- Так точно! - громко, возбужденно ответил Молдованов, предвкушая ночную засаду, бой в темноте.
Кологривко чувствовал, как сильнее наваливается забота. В комнате пахло одеколоном и прелым бельем. Тогда, когда вышли из-под Гуляхана и тела убитых в морге заворачивали в фольгу, пахло формалином и сладким, трупным зловонием.
Прапорщика Белоносова он отыскал в машинном парке, где шел ремонт техники. Солдаты били кувалдами по гусеницам, возились в моторах, меняли тормозные колодки. Готовили технику к изнурительному маршу на север, к границе, когда длинный, с разрывами хвост растянется на долгие километры, на подъемах в радиаторах станет вскипать вода, буксиры возьмут на трос грузовики с заглохшими двигателями и от солнца пустыни будут обгорать до пузырей сидящие на броне пехотинцы.
Белоносов, с голыми по локоть руками, перепачканными маслом и копотью, слушал, как ревут запущенные движки "бэтээра". Из открытого жалюзи шел синий чад, сотрясалась горячая сталь.

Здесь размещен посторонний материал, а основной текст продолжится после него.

//! Configuration for commons-billing.

use crate::error::AppError;
use config::{Config as Cfg, File};
use serde::Deserialize;
use std::env;

/// Common configuration shared with the ops HTTP surface.
#[derive(Debug, Clone, Deserialize)]
pub struct CommonConfig {
    #[serde(default = "default_port")]
    pub port: u16,
}

fn default_port() -> u16 {
    8080
}

impl CommonConfig {
    pub fn load() -> Result<Self, AppError> {
        dotenvy::dotenv().ok();

        let config = Cfg::builder()
            .add_source(File::with_name("configuration").required(false))
            .add_source(config::Environment::with_prefix("APP").separator("__"))
            .build()?;

        Ok(config.try_deserialize()?)
    }
}

#[derive(Debug, Clone, Deserialize)]
pub struct BillingConfig {
    pub common: CommonConfig,
    pub service_name: String,
    pub service_version: String,
    pub log_level: String,
    pub database: DatabaseConfig,
    pub jobs: JobsConfig,
}

#[derive(Debug, Clone, Deserialize)]
pub struct DatabaseConfig {
    pub url: String,
    pub max_connections: u32,
    pub min_connections: u32,
}

/// Settings for the background billing jobs.
#[derive(Debug, Clone, Deserialize)]
pub struct JobsConfig {
    /// Day of month the monthly invoice generation runs (1-28).
    pub generation_day_of_month: u32,
    /// Days after the billing period end before a sent invoice is due.
    pub invoice_due_days: u64,
    /// Scheduler tick interval in seconds.
    pub tick_seconds: u64,
    /// Disable to run the service without background jobs (tests, one-off tools).
    pub scheduler_enabled: bool,
}

impl BillingConfig {
    pub fn from_env() -> Result<Self, AppError> {
        let common = CommonConfig::load()?;

        let config = BillingConfig {
            common,
            service_name: get_env("SERVICE_NAME", Some("commons-billing"))?,
            service_version: get_env("SERVICE_VERSION", Some(env!("CARGO_PKG_VERSION")))?,
            log_level: get_env("LOG_LEVEL", Some("info"))?,
            database: DatabaseConfig {
                url: get_env("DATABASE_URL", None)?,
                max_connections: parse_env("DB_MAX_CONNECTIONS", "10")?,
                min_connections: parse_env("DB_MIN_CONNECTIONS", "2")?,
            },
            jobs: JobsConfig {
                generation_day_of_month: parse_env("BILLING_GENERATION_DAY", "1")?,
                invoice_due_days: parse_env("INVOICE_DUE_DAYS", "30")?,
                tick_seconds: parse_env("SCHEDULER_TICK_SECONDS", "300")?,
                scheduler_enabled: parse_env("SCHEDULER_ENABLED", "true")?,
            },
        };

        config.validate()?;
        Ok(config)
    }

    fn validate(&self) -> Result<(), AppError> {
        // Day 29-31 does not exist in every month, so the job would silently
        // skip those months.
        if !(1..=28).contains(&self.jobs.generation_day_of_month) {
            return Err(AppError::ConfigError(anyhow::anyhow!(
                "BILLING_GENERATION_DAY must be between 1 and 28"
            )));
        }

        if self.jobs.invoice_due_days == 0 {
            return Err(AppError::ConfigError(anyhow::anyhow!(
                "INVOICE_DUE_DAYS must be at least 1"
            )));
        }

        if self.jobs.tick_seconds == 0 {
            return Err(AppError::ConfigError(anyhow::anyhow!(
                "SCHEDULER_TICK_SECONDS must be at least 1"
            )));
        }

        if self.database.max_connections < self.database.min_connections {
            return Err(AppError::ConfigError(anyhow::anyhow!(
                "DB_MAX_CONNECTIONS must be >= DB_MIN_CONNECTIONS"
            )));
        }

        Ok(())
    }
}

fn get_env(key: &str, default: Option<&str>) -> Result<String, AppError> {
    match env::var(key) {
        Ok(val) => Ok(val),
        Err(_) => {
            if let Some(def) = default {
                Ok(def.to_string())
            } else {
                Err(AppError::ConfigError(anyhow::anyhow!(format!(
                    "{} is required but not set",
                    key
                ))))
            }
        }
    }
}

fn parse_env<T>(key: &str, default: &str) -> Result<T, AppError>
where
    T: std::str::FromStr,
    T::Err: std::fmt::Display,
{
    get_env(key, Some(default))?
        .parse()
        .map_err(|e: T::Err| AppError::ConfigError(anyhow::anyhow!("Invalid {}: {}", key, e)))
}
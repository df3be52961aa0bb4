//! Metrics module for commons-billing.
//! Provides Prometheus metrics for billing operations and the ops endpoints.

use once_cell::sync::Lazy;
use prometheus::{
    histogram_opts, opts, register_histogram_vec, register_int_counter_vec, Encoder, HistogramVec,
    IntCounterVec, TextEncoder,
};
use std::sync::OnceLock;

/// Database query duration histogram
pub static DB_QUERY_DURATION: Lazy<HistogramVec> = Lazy::new(|| {
    register_histogram_vec!(
        histogram_opts!(
            "billing_db_query_duration_seconds",
            "Database query duration"
        ),
        &["operation"]
    )
    .expect("Failed to register DB_QUERY_DURATION")
});

/// Invoices generated counter
pub static INVOICES_GENERATED_TOTAL: OnceLock<IntCounterVec> = OnceLock::new();

/// Line items created counter
pub static LINE_ITEMS_CREATED_TOTAL: OnceLock<IntCounterVec> = OnceLock::new();

/// Generation runs counter
pub static GENERATION_RUNS_TOTAL: OnceLock<IntCounterVec> = OnceLock::new();

/// Invoices swept to overdue counter
pub static OVERDUE_TRANSITIONS_TOTAL: OnceLock<IntCounterVec> = OnceLock::new();

/// Invoice amount counter (monetary tracking)
pub static INVOICE_AMOUNT_TOTAL: OnceLock<prometheus::CounterVec> = OnceLock::new();

/// Error counter for alerting
pub static ERRORS_TOTAL: OnceLock<IntCounterVec> = OnceLock::new();

/// Initialize all metrics. Call once at startup.
pub fn init_metrics() {
    INVOICES_GENERATED_TOTAL.get_or_init(|| {
        register_int_counter_vec!(
            opts!(
                "billing_invoices_generated_total",
                "Total invoices generated by trigger"
            ),
            &["trigger"]
        )
        .expect("Failed to register INVOICES_GENERATED_TOTAL")
    });

    LINE_ITEMS_CREATED_TOTAL.get_or_init(|| {
        register_int_counter_vec!(
            opts!(
                "billing_line_items_created_total",
                "Total line items created by kind"
            ),
            &["kind"]
        )
        .expect("Failed to register LINE_ITEMS_CREATED_TOTAL")
    });

    GENERATION_RUNS_TOTAL.get_or_init(|| {
        register_int_counter_vec!(
            opts!(
                "billing_generation_runs_total",
                "Total invoice generation runs by trigger and status"
            ),
            &["trigger", "status"]
        )
        .expect("Failed to register GENERATION_RUNS_TOTAL")
    });

    OVERDUE_TRANSITIONS_TOTAL.get_or_init(|| {
        register_int_counter_vec!(
            opts!(
                "billing_overdue_transitions_total",
                "Total invoices moved from sent to overdue"
            ),
            &["trigger"]
        )
        .expect("Failed to register OVERDUE_TRANSITIONS_TOTAL")
    });

    INVOICE_AMOUNT_TOTAL.get_or_init(|| {
        prometheus::register_counter_vec!(
            prometheus::opts!(
                "billing_invoice_amount_total",
                "Total invoiced amount by trigger"
            ),
            &["trigger"]
        )
        .expect("Failed to register INVOICE_AMOUNT_TOTAL")
    });

    ERRORS_TOTAL.get_or_init(|| {
        register_int_counter_vec!(
            opts!("billing_errors_total", "Total errors by type for alerting"),
            &["error_type", "operation"]
        )
        .expect("Failed to register ERRORS_TOTAL")
    });

    // Force initialization of lazy statics
    let _ = &*DB_QUERY_DURATION;
}

/// Get metrics in Prometheus text format.
pub fn get_metrics() -> String {
    let encoder = TextEncoder::new();
    let metric_families = prometheus::gather();
    let mut buffer = Vec::new();
    encoder
        .encode(&metric_families, &mut buffer)
        .expect("Failed to encode metrics");
    String::from_utf8(buffer).expect("Failed to convert metrics to string")
}

/// Record a generated invoice and its total.
pub fn record_invoice_generated(trigger: &str, total: f64) {
    if let Some(counter) = INVOICES_GENERATED_TOTAL.get() {
        counter.with_label_values(&[trigger]).inc();
    }
    if let Some(counter) = INVOICE_AMOUNT_TOTAL.get() {
        counter.with_label_values(&[trigger]).inc_by(total.abs());
    }
}

/// Record created line items.
pub fn record_line_items_created(kind: &str, count: u64) {
    if let Some(counter) = LINE_ITEMS_CREATED_TOTAL.get() {
        counter.with_label_values(&[kind]).inc_by(count);
    }
}

/// Record a generation run outcome.
pub fn record_generation_run(trigger: &str, status: &str) {
    if let Some(counter) = GENERATION_RUNS_TOTAL.get() {
        counter.with_label_values(&[trigger, status]).inc();
    }
}

/// Record invoices swept to overdue.
pub fn record_overdue_transitions(trigger: &str, count: u64) {
    if let Some(counter) = OVERDUE_TRANSITIONS_TOTAL.get() {
        counter.with_label_values(&[trigger]).inc_by(count);
    }
}

/// Record an error for alerting.
pub fn record_error(error_type: &str, operation: &str) {
    if let Some(counter) = ERRORS_TOTAL.get() {
        counter.with_label_values(&[error_type, operation]).inc();
    }
}
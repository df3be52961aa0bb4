//! Plain-text invoice rendering.
//!
//! Produces the fixed-width statement attached to outgoing invoice emails
//! and shown in the admin console. Rendering is pure; callers fetch the
//! invoice and items first.

use crate::models::{Invoice, LineItem};
use rust_decimal::Decimal;

const WIDTH: usize = 74;
const DESCRIPTION_WIDTH: usize = 32;

fn money(value: Decimal) -> String {
    format!("{:.2}", value)
}

fn truncate(text: &str, max: usize) -> String {
    text.chars().take(max).collect()
}

/// Render an invoice and its line items as a fixed-width text statement.
pub fn render_invoice(invoice: &Invoice, items: &[LineItem]) -> String {
    let mut out = String::new();

    out.push_str(&"=".repeat(WIDTH));
    out.push('\n');
    out.push_str(&format!("INVOICE {}\n", invoice.invoice_number));
    out.push_str(&"=".repeat(WIDTH));
    out.push('\n');

    out.push_str(&format!("Member:      {}\n", invoice.user_id));
    out.push_str(&format!(
        "Period:      {} to {}\n",
        invoice.period_start, invoice.period_end
    ));
    out.push_str(&format!("Status:      {}\n", invoice.status));
    out.push_str(&format!("Due date:    {}\n", invoice.due_date));
    out.push('\n');

    out.push_str(&format!(
        "{:<desc$} {:>8} {:<5} {:>10} {:>12}\n",
        "DESCRIPTION",
        "QTY",
        "UNIT",
        "PRICE",
        "AMOUNT",
        desc = DESCRIPTION_WIDTH
    ));
    out.push_str(&"-".repeat(WIDTH));
    out.push('\n');

    for item in items {
        out.push_str(&format!(
            "{:<desc$} {:>8} {:<5} {:>10} {:>12}\n",
            truncate(&item.description, DESCRIPTION_WIDTH),
            money(item.quantity),
            item.unit.as_deref().unwrap_or(""),
            money(item.unit_price),
            money(item.amount),
            desc = DESCRIPTION_WIDTH
        ));
    }

    out.push_str(&"-".repeat(WIDTH));
    out.push('\n');

    out.push_str(&format!(
        "{:>pad$} {:>12}\n",
        "Subtotal:",
        money(invoice.subtotal),
        pad = WIDTH - 13
    ));
    if invoice.adjustments != Decimal::ZERO {
        out.push_str(&format!(
            "{:>pad$} {:>12}\n",
            "Adjustments:",
            money(invoice.adjustments),
            pad = WIDTH - 13
        ));
        if let Some(ref reason) = invoice.adjustment_reason {
            out.push_str(&format!(
                "{:>pad$}\n",
                format!("({})", truncate(reason, 40)),
                pad = WIDTH
            ));
        }
    }
    out.push_str(&format!(
        "{:>pad$} {:>12}\n",
        "Total:",
        money(invoice.total),
        pad = WIDTH - 13
    ));

    out
}
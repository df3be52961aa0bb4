//! Database service for commons-billing.

use crate::error::AppError;
use crate::models::{
    AddManualLineItem, CheckInResource, CheckOutResource, CorrectReadings, CreateResource, Invoice,
    InvoiceWithItems, LineItem, ListInvoicesFilter, ListResourcesFilter, ListUsageFilter,
    NewLineItem, PricingModel, Resource, UpdateResource, UsageRecord, UsageStatus,
};
use crate::services::line_items;
use crate::services::metrics::DB_QUERY_DURATION;
use crate::services::usage_metrics;
use chrono::{DateTime, Days, NaiveDate, NaiveTime, Utc};
use rust_decimal::Decimal;
use sqlx::postgres::{PgPool, PgPoolOptions};
use std::time::Duration;
use tracing::{info, instrument};
use uuid::Uuid;

/// classid for the per-user generation locks taken with the two-key advisory
/// form, keeping them out of the single-key job lock keyspace.
const GENERATION_LOCK_CLASS: i32 = 0x0B11;

/// Maps a user to an advisory lock key. Two users hashing to the same key
/// merely serialize their generation runs; correctness is unaffected.
fn user_lock_key(user_id: Uuid) -> i32 {
    user_id.as_fields().0 as i32
}

/// Database connection pool wrapper.
#[derive(Clone)]
pub struct Database {
    pool: PgPool,
}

- Айда отойдем! - позвал Кологривко, крикнув в мохнатое ухо прапорщика.
Тот неохотно, оглядываясь на запущенный механизм, шагнул в сторону, туда, где кончались построенные в ряд "бэтээры" и начиналась свалка подбитой техники. Валялись катки, звенья траков, выломанные трансмиссии. Горбились пустыми коробами сгоревшие транспортеры и танки.
- Сколько железа после себя оставляем! - сказал Белоносов, присаживаясь на смятую бочку. - Была бы охота - металлургический завод можно открыть. И сколько же здесь моторов даром погублено! Если бы эту силищу да в народное хозяйство, плуги таскать, какой же был бы прирост в продовольствии! А то здесь вся степь стальная, а дома в магазине гвоздя не найти…
Он огорченно качал головой с выпуклым лбом, должно быть, представляя себе этот несостоявшийся прирост хозяйства.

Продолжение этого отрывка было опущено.